Rosell ha destacado que los temporales son el 90% de los contratos que se hacen, y ha añadido como un ceporro: “y gracias”. Esa chulería y ese recochineo encorajinan a la gente infinitamente más que las propias condiciones abusivas de la “reforma laboral” de este Gobierno. Como, más que ver emigrar a los vástagos porque no encuentran empleo aquí, a los padres los enfurece que Esperanza Aguirre afirmara: “Los jóvenes se van por espíritu aventurero”, o que Fátima Báñez, precisamente Ministra de Empleo, redujera el forzoso éxodo a mera “movilidad exterior”. O que el de Educación, Wert, sostuviera que si los chicos no estudian, no es por las caras tasas que ha impuesto, sino porque muchas familias “no quieren dedicar dinero a la educación de sus hijos”; cuando es sabido que es lo primero que los padres procuran desde tiempo inmemorial. Aún más que ver a sus niños malnutridos, a la gente le indigna que los tertulianos afines al PP critiquen que en Andalucía se les diera una modesta merienda a esos críos y la califiquen de abuso al contribuyente y clamen: “Ya, y qué más.
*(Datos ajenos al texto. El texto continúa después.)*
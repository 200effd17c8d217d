//! Asynchronous uniqueness checks for form fields.
//!
//! Every `(entity_id, field_name)` pair is its own channel with its own
//! debounce window and token ledger. A form asks for a verdict with
//! [`ValidationGate::validate`] and watches the returned receiver: it reads
//! [`Verdict::Pending`] right away and the settled verdict once the latest
//! check for that field comes back.

use std::collections::HashMap;
use std::sync::Arc;
use std::sync::atomic::{AtomicU64, Ordering};
use std::time::Duration;

use futures::FutureExt;
use futures::future::BoxFuture;
use futures::stream::{FuturesUnordered, StreamExt};
use log::{debug, warn};
use tokio::sync::{mpsc, watch};
use tokio::time::{Instant, sleep_until};

use crate::domain::validation::{ChannelKey, ValidationIntent, Verdict};
use crate::gate::{Channel, Debounce, GateError, RequestToken};
use crate::repository::{ApiResult, DupeProbe};

/// Published verdict of one field plus the number of the submission it
/// answers. Results for older submissions are never published.
#[derive(Debug)]
struct VerdictSlot {
    submitted: AtomicU64,
    verdict: watch::Sender<Verdict>,
}

impl VerdictSlot {
    fn new() -> Self {
        Self {
            submitted: AtomicU64::new(0),
            verdict: watch::Sender::new(Verdict::Pending),
        }
    }

    fn submit(&self) -> u64 {
        let seq = self.submitted.fetch_add(1, Ordering::SeqCst) + 1;
        self.verdict.send_replace(Verdict::Pending);
        seq
    }

    fn publish(&self, seq: u64, verdict: Verdict) {
        self.verdict.send_if_modified(|current| {
            if self.submitted.load(Ordering::SeqCst) != seq || *current == verdict {
                return false;
            }
            *current = verdict;
            true
        });
    }
}

struct Submit<V> {
    intent: ValidationIntent<V>,
    seq: u64,
    slot: Arc<VerdictSlot>,
}

type InFlight = FuturesUnordered<BoxFuture<'static, (ChannelKey, RequestToken, ApiResult<bool>)>>;

enum Event<V> {
    Submit(Option<Submit<V>>),
    Due,
    Settled(ChannelKey, RequestToken, ApiResult<bool>),
}

/// Handle to the uniqueness checks of one form. Dropping it cancels every
/// outstanding check.
pub struct ValidationGate<V> {
    commands: mpsc::UnboundedSender<Submit<V>>,
    slots: HashMap<ChannelKey, Arc<VerdictSlot>>,
}

impl<V> ValidationGate<V>
where
    V: Clone + PartialEq + Send + Sync + 'static,
{
    /// Starts the gate. `window` is the quiet period applied per field.
    ///
    /// Must be called from within a tokio runtime.
    pub fn new(probe: Arc<dyn DupeProbe<V>>, window: Duration) -> Self {
        let (commands, receiver) = mpsc::unbounded_channel();
        let actor = ValidationActor {
            probe,
            window,
            fields: HashMap::new(),
        };
        tokio::spawn(actor.run(receiver));

        Self {
            commands,
            slots: HashMap::new(),
        }
    }

    /// Submits a new value for a field. The returned receiver holds
    /// [`Verdict::Pending`] until the check for this value settles.
    pub fn validate(
        &mut self,
        intent: ValidationIntent<V>,
    ) -> Result<watch::Receiver<Verdict>, GateError> {
        let slot = self
            .slots
            .entry(intent.key())
            .or_insert_with(|| Arc::new(VerdictSlot::new()))
            .clone();
        let seq = slot.submit();
        let receiver = slot.verdict.subscribe();

        self.commands
            .send(Submit { intent, seq, slot })
            .map_err(|_| GateError::Closed)?;
        Ok(receiver)
    }

    /// Latest published verdict of a field, `None` if it was never checked.
    pub fn verdict(&self, key: &ChannelKey) -> Option<Verdict> {
        self.slots
            .get(key)
            .map(|slot| slot.verdict.borrow().clone())
    }

    /// Tears the gate down; outstanding checks are discarded.
    pub fn close(self) {
        drop(self.commands);
    }
}

struct FieldChannel<V> {
    slot: Arc<VerdictSlot>,
    debounce: Debounce<(ValidationIntent<V>, u64)>,
    channel: Channel<V>,
    /// Submission the in-flight or last settled request answers.
    answering: u64,
    resolved: Option<Verdict>,
}

struct ValidationActor<V> {
    probe: Arc<dyn DupeProbe<V>>,
    window: Duration,
    fields: HashMap<ChannelKey, FieldChannel<V>>,
}

impl<V> ValidationActor<V>
where
    V: Clone + PartialEq + Send + Sync + 'static,
{
    async fn run(mut self, mut commands: mpsc::UnboundedReceiver<Submit<V>>) {
        let mut in_flight: InFlight = FuturesUnordered::new();

        loop {
            let deadline = self.next_deadline();
            let event = tokio::select! {
                submit = commands.recv() => Event::Submit(submit),
                () = sleep_until(deadline.unwrap_or_else(Instant::now)), if deadline.is_some() => {
                    Event::Due
                }
                Some((key, token, result)) = in_flight.next(), if !in_flight.is_empty() => {
                    Event::Settled(key, token, result)
                }
            };

            match event {
                Event::Submit(Some(submit)) => self.accept(submit),
                Event::Submit(None) => break,
                Event::Due => self.dispatch_due(&mut in_flight),
                Event::Settled(key, token, result) => self.settle(key, token, result),
            }
        }

        for (key, field) in &mut self.fields {
            field.debounce.clear();
            if let Some(token) = field.channel.in_flight() {
                debug!("Abandoning check {token} for {key}");
            }
            field.channel.cancel();
        }
        debug!(
            "validation gate closed with {} check(s) abandoned",
            in_flight.len()
        );
    }

    fn next_deadline(&self) -> Option<Instant> {
        self.fields
            .values()
            .filter_map(|field| field.debounce.deadline())
            .min()
    }

    fn accept(&mut self, submit: Submit<V>) {
        let Submit { intent, seq, slot } = submit;
        let window = self.window;
        let field = self
            .fields
            .entry(intent.key())
            .or_insert_with(|| FieldChannel {
                slot,
                debounce: Debounce::new(window),
                channel: Channel::default(),
                answering: 0,
                resolved: None,
            });
        field.debounce.push((intent, seq), Instant::now());
    }

    fn dispatch_due(&mut self, in_flight: &mut InFlight) {
        let now = Instant::now();
        for (key, field) in &mut self.fields {
            let Some((intent, seq)) = field.debounce.take_due(now) else {
                continue;
            };

            let Some(token) = field.channel.begin(&intent.field_value) else {
                field.answering = seq;
                if field.channel.is_settled()
                    && let Some(verdict) = field.resolved.clone()
                {
                    debug!("Reusing verdict for unchanged {key}");
                    field.slot.publish(seq, verdict);
                } else {
                    debug!("Unchanged {key} is still being checked");
                }
                continue;
            };

            debug!("Checking {key} as {token}");
            field.answering = seq;
            field.resolved = None;
            let request = self.probe.is_dupe(&intent);
            let key = key.clone();
            in_flight.push(async move { (key, token, request.await) }.boxed());
        }
    }

    fn settle(&mut self, key: ChannelKey, token: RequestToken, result: ApiResult<bool>) {
        let Some(field) = self.fields.get_mut(&key) else {
            return;
        };
        if !field.channel.settle(token, result.is_ok()) {
            debug!("Discarding stale check {token} for {key}");
            return;
        }

        let verdict = match result {
            Ok(is_dupe) => Verdict::from_dupe_flag(is_dupe),
            Err(err) => {
                warn!("Uniqueness check for {key} failed: {err}");
                Verdict::Failed(err.to_string())
            }
        };
        field.resolved = Some(verdict.clone());
        field.slot.publish(field.answering, verdict);
    }
}
//! Mock repository implementations for isolating services in tests.

use mockall::mock;

use crate::domain::city::{City, NewCity};
use crate::domain::country::{Country, NewCountry};
use crate::domain::types::{CityId, CountryId};
use crate::pagination::{PageQuery, PageResult};
use crate::repository::{
    ApiFuture, CityReader, CityWriter, CountryReader, CountryWriter, PageSource,
};

mock! {
    pub Repository {}

    impl CityReader for Repository {
        fn get_city(&self, id: CityId) -> ApiFuture<City>;
    }

    impl CityWriter for Repository {
        fn create_city(&self, city: &NewCity) -> ApiFuture<City>;
        fn update_city(&self, id: CityId, city: &NewCity) -> ApiFuture<City>;
    }

    impl CountryReader for Repository {
        fn get_country(&self, id: CountryId) -> ApiFuture<Country>;
    }

    impl CountryWriter for Repository {
        fn create_country(&self, country: &NewCountry) -> ApiFuture<Country>;
        fn update_country(&self, id: CountryId, country: &NewCountry) -> ApiFuture<Country>;
    }

    impl PageSource<Country> for Repository {
        fn fetch_page(&self, query: &PageQuery) -> ApiFuture<PageResult<Country>>;
    }
}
Que les regalen también una bici, si te parece”.
He hablado otras veces de la conveniencia de la hipocresía. Cuando los empresarios y políticos son tan zotes que prescinden de ella y se dedican a chulearse, están tensando demasiado la cuerda, y ninguno queremos ver agresiones ni teas. Lo sabe cualquiera que haya leído dos libros de historia. Ya se ve que estos sujetos ni siquiera han leído uno en su vida. ¿Qué hacen ahí, tamaños lerdos?